Your Lower Back Hurts Because You’re Deadlifting Wrong, Probably

Mitchell Hooper cites many studies favoring deadlifts to prevent and alleviate lower back pain.

Written by Terry Ramos
Last updated on November 8th, 2024

Deadlifts are often hailed as the “king of all exercises” due to their ability to build muscle mass, enhance full-body strength, and improve functional movements. (1) However, many individuals experience lower back pain when performing deadlifts. Does this mean that deadlifting should be avoided?

Strongman Mitchell Hooper — the only athlete to have won the World’s Strongest Man, Rogue Invitational, Arnold Strongman Classic, and Strongest Man on Earth titles — recently shared his insights on deadlifting and its association with lower back pain, exploring common myths.

https://www.youtube.com/watch?v=WKD19ajCB7U&ab_channel=MitchellHooper

[Related: Eddie Hall: If Mitchell Hooper Wants To Make Deadlift History, He Must Get This Right]

Six Fundamental Movements

Hooper played a clip of strongman Robert Oberst from the Joe Rogan Experience podcast, wherein Oberst claims, “If you’re deadlifting to be a better deadlifter, fine. If you’re not doing that for deadlift sake, then don’t do it. The risk-to-reward ratio is a joke.”

Hooper challenges Oberst’s advice, expressing disagreement because deadlifts engage a crucial human movement — the hinge. The human body can perform six fundamental movement patterns:

  • Push
  • Pull
  • Squat
  • Carry
  • Hinge
  • Overhead Press

“If you can do those six things, then you’re ready to live life,” Hooper stated. When any of those six factors become problematic, one may experience a level of disability — whether it’s a legitimate condition or a temporary one caused by pain.

Deadlifts may be among the riskiest exercises in the gym, but that risk often arises from improper execution by lifters.

How to Protect the Lower Back When Deadlifting

Hooper identifies three areas where one can err while performing a deadlift, which may result in injury: 

  • Intra-Abdominal Pressure: Creating a good core brace.
  • Strength of the Spinal Erectors 
  • Soft Tissues of the Lower Back

Studies on Lower Back Pain

Hooper references a study that observed millions of people experiencing lower back pain in 2020, leading to significant disability. (2) The study attributed it to non-specific lower back pain rather than deadlifts. “Imaging shows nothing; assessment shows nothing.
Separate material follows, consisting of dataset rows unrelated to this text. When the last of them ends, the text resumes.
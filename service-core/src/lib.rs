//! service-core: Shared infrastructure for the treasury services.
pub mod audit;
pub mod clock;
pub mod config;
pub mod error;
pub mod middleware;
pub mod observability;

pub use async_trait;
pub use axum;
pub use serde;
pub use serde_json;
pub use tokio;
pub use tower;
pub use tower_http;
pub use tracing;
pub use validator;
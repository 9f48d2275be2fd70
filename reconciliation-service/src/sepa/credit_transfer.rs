//! pain.001.001.03 customer credit-transfer initiation.

use super::writer::{amount as fmt_amount, XmlWriter};
use super::{
    validate_account, validate_money, CreditTransferPayment, PartyAccount, SepaDocument,
    SepaError, SepaGenerator, SepaInstruction,
};

const PAIN_001_NS: &str = "urn:iso:std:iso:20022:tech:xsd:pain.001.001.03";

impl SepaGenerator {
    /// Single outgoing transfer from `debtor` (our account) to `creditor`.
    #[tracing::instrument(skip_all, fields(reference = %payment.reference))]
    pub fn generate_credit_transfer(
        &self,
        debtor: &PartyAccount,
        creditor: &PartyAccount,
        payment: &CreditTransferPayment,
    ) -> Result<SepaDocument, SepaError> {
        validate_account("debtor", debtor)?;
        validate_account("creditor", creditor)?;
        validate_money(&payment.reference, payment.amount, &payment.currency)?;

        let (message_id, payment_info_id, created_at) = self.message_ids(None);
        let reference = payment.reference.trim().to_string();
        let instruction = SepaInstruction {
            message_id,
            payment_info_id,
            end_to_end_id: reference.clone(),
            payment_reference: reference.clone(),
            sequence_type: None,
            amount: payment.amount,
            currency: payment.currency.clone(),
            due_date: payment.execution_date,
            mandate_ref: None,
            debtor_account: debtor.normalized(),
            creditor_account: creditor.normalized(),
            installment: None,
            created_at,
        };

        let xml = self.write_pain001(payment, &instruction)?;
        tracing::info!(
            message_id = %instruction.message_id,
            amount = %instruction.amount,
            "SEPA credit transfer generated"
        );
        Ok(SepaDocument {
            filename: format!("sepa-credit-transfer-{reference}.xml"),
            instruction,
            xml,
        })
    }

    fn write_pain001(
        &self,
        payment: &CreditTransferPayment,
        ins: &SepaInstruction,
    ) -> Result<String, SepaError> {
        let amount = fmt_amount(ins.amount);
        let dbtr = &ins.debtor_account;
        let cdtr = &ins.creditor_account;

        let mut w = XmlWriter::new()?;
        w.start_with_attrs("Document", &[("xmlns", PAIN_001_NS)])?;
        w.start("CstmrCdtTrfInitn")?;

        w.start("GrpHdr")?;
        w.text("MsgId", &ins.message_id)?;
        w.text("CreDtTm", &ins.created_at.format("%Y-%m-%dT%H:%M:%S").to_string())?;
        w.text("NbOfTxs", "1")?;
        w.text("CtrlSum", &amount)?;
        w.nested(
            &["InitgPty", "Nm"],
            self.initiating_party.as_deref().unwrap_or(dbtr.name.as_str()),
        )?;
        w.end("GrpHdr")?;

        w.start("PmtInf")?;
        w.text("PmtInfId", &ins.payment_info_id)?;
        w.text("PmtMtd", "TRF")?;
        w.text("NbOfTxs", "1")?;
        w.text("CtrlSum", &amount)?;
        w.start("PmtTpInf")?;
        w.nested(&["SvcLvl", "Cd"], "SEPA")?;
        w.end("PmtTpInf")?;
        w.text("ReqdExctnDt", &ins.due_date.format("%Y-%m-%d").to_string())?;
        w.nested(&["Dbtr", "Nm"], &dbtr.name)?;
        w.nested(&["DbtrAcct", "Id", "IBAN"], &dbtr.iban)?;
        w.nested(&["DbtrAgt", "FinInstnId", "BIC"], &dbtr.bic)?;
        w.text("ChrgBr", "SLEV")?;

        w.start("CdtTrfTxInf")?;
        w.nested(&["PmtId", "EndToEndId"], &ins.end_to_end_id)?;
        w.start("Amt")?;
        w.text_with_attrs("InstdAmt", &[("Ccy", ins.currency.as_str())], &amount)?;
        w.end("Amt")?;
        w.nested(&["CdtrAgt", "FinInstnId", "BIC"], &cdtr.bic)?;
        w.nested(&["Cdtr", "Nm"], &cdtr.name)?;
        w.nested(&["CdtrAcct", "Id", "IBAN"], &cdtr.iban)?;
        let remittance = payment
            .remittance_info
            .as_deref()
            .map(str::trim)
            .unwrap_or(ins.payment_reference.as_str());
        w.nested(&["RmtInf", "Ustrd"], remittance)?;
        w.end("CdtTrfTxInf")?;

        w.end("PmtInf")?;
        w.end("CstmrCdtTrfInitn")?;
        w.end("Document")?;
        w.into_string()
    }
}

#[cfg(test)]
mod tests {
    use super::super::test_support::{clock, creditor, debtor};
    use super::*;
    use chrono::NaiveDate;
    use rust_decimal_macros::dec;

    fn transfer() -> CreditTransferPayment {
        CreditTransferPayment {
            reference: "PROV-889".into(),
            amount: dec!(1530.2),
            currency: "EUR".into(),
            execution_date: NaiveDate::from_ymd_opt(2025, 3, 10).unwrap(),
            remittance_info: None,
        }
    }

    #[test]
    fn test_credit_transfer_document() {
        let generator = SepaGenerator::new(clock()).with_initiating_party("Fundacion Ejemplo");
        let doc = generator
            .generate_credit_transfer(&creditor().account, &debtor(), &transfer())
            .unwrap();
        assert_eq!(doc.filename, "sepa-credit-transfer-PROV-889.xml");
        assert_eq!(doc.instruction.sequence_type, None);
        assert!(doc.xml.contains("<PmtMtd>TRF</PmtMtd>"));
        assert!(doc.xml.contains("<CtrlSum>1530.20</CtrlSum>"));
        assert!(doc.xml.contains("<ReqdExctnDt>2025-03-10</ReqdExctnDt>"));
        assert!(doc.xml.contains("<Ustrd>PROV-889</Ustrd>"));
    }

    #[test]
    fn test_credit_transfer_requires_valid_accounts() {
        let generator = SepaGenerator::new(clock());
        let mut beneficiary = debtor();
        beneficiary.bic = "X".into();
        let err = generator
            .generate_credit_transfer(&creditor().account, &beneficiary, &transfer())
            .unwrap_err();
        assert!(matches!(err, SepaError::Validation(_)));
    }
}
Your back is sore, and we don’t know why,” Hooper said. 

Hooper cites a study on lower back pain demonstrating how deadlifts can benefit rehabilitation, particularly for individuals with weak back extensor strength. (3) In a subsequent study, patients with lower back pain may benefit from deadlift training. Hooper asks: How can deadlifts alleviate lower back pain if they’re also a potential cause?

View this post on Instagram

A post shared by Mitchell Hooper (@mitchellhooper)

Patients with stronger back extensors experience a reduction in lower back pain. Deadlifts effectively strengthen these muscles. Hooper advises those with weak back extensors to incorporate hinged-based movements to reduce the risk of injury. (4)

Another study explored deadlift training for treating persistent lower back pain. While Hooper considers the evidence to be weak, he finds it noteworthy. The study pertains to individuals suffering from discogenic-related back pain (e.g., disc bulges or herniations) and recommends deadlifts as a potential treatment. (5)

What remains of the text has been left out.